▼
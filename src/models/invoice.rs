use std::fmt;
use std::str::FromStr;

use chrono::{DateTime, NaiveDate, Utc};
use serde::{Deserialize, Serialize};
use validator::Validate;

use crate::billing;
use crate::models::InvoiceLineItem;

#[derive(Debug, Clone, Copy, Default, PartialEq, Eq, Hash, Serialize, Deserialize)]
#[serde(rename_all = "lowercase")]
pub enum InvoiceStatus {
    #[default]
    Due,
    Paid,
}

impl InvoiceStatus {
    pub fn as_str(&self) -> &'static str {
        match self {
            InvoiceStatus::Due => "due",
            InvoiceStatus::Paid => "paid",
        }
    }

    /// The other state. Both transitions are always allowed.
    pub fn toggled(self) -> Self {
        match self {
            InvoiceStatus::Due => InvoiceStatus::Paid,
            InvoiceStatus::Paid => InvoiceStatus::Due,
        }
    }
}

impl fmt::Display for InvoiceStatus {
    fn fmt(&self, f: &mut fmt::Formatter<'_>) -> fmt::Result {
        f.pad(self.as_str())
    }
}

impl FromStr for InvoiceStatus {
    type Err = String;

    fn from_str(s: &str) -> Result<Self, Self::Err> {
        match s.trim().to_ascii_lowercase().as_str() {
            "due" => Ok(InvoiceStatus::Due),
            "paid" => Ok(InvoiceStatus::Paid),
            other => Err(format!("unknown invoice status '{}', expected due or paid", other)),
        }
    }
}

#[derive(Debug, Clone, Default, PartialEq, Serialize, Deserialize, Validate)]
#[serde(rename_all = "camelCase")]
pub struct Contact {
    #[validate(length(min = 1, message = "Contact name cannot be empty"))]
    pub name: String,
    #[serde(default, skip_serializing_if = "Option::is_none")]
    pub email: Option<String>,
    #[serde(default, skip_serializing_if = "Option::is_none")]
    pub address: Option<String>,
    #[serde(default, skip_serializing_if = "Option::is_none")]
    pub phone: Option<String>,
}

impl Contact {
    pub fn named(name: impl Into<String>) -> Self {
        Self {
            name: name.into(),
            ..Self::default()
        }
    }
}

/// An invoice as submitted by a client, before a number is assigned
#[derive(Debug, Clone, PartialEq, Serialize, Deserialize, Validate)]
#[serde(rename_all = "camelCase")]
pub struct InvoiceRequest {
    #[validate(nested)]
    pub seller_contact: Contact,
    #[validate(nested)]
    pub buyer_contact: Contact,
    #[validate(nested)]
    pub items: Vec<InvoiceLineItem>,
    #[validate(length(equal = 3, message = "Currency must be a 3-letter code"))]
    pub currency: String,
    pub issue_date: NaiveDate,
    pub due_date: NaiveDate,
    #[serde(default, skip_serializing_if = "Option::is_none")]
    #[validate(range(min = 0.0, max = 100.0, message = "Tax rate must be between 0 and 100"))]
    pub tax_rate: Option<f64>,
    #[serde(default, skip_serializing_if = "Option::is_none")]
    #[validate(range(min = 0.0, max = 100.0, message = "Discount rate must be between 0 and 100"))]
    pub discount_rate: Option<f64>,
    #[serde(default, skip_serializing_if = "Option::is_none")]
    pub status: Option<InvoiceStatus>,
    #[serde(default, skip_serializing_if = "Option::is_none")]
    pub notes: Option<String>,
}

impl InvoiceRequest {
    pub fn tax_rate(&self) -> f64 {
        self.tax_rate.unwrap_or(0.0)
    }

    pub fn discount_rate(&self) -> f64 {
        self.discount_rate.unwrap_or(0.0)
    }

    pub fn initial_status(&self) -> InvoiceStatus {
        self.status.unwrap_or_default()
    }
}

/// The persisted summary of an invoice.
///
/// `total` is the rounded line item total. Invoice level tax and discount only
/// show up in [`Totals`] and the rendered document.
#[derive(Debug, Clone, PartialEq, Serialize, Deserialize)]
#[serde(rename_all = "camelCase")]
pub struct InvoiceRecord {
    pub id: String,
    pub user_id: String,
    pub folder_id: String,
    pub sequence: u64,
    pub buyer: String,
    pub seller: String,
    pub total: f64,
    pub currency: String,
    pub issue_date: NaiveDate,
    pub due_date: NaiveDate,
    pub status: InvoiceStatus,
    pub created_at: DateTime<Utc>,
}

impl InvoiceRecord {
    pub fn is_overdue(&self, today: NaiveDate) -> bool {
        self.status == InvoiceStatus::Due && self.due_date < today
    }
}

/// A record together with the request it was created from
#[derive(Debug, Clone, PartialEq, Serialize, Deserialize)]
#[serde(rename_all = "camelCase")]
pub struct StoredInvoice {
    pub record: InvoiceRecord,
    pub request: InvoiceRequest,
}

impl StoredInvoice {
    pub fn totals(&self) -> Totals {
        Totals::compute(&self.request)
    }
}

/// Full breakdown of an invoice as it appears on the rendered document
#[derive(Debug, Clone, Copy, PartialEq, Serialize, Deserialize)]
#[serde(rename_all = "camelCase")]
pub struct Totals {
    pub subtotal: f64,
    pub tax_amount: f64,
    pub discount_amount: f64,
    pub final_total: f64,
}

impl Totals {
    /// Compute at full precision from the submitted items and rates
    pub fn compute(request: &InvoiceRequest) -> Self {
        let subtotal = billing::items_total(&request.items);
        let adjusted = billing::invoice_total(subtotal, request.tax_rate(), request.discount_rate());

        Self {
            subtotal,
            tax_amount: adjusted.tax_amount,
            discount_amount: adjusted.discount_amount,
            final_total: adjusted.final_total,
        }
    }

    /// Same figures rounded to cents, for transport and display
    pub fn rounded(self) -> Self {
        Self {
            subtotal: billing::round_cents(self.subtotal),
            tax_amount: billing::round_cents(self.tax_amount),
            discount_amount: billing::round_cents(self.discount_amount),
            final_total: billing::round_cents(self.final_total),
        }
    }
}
▲
• **Problem description**
The string "between" may appear in the lines of the records above. State how many lines contain it, with no other words.

• **Your response**
2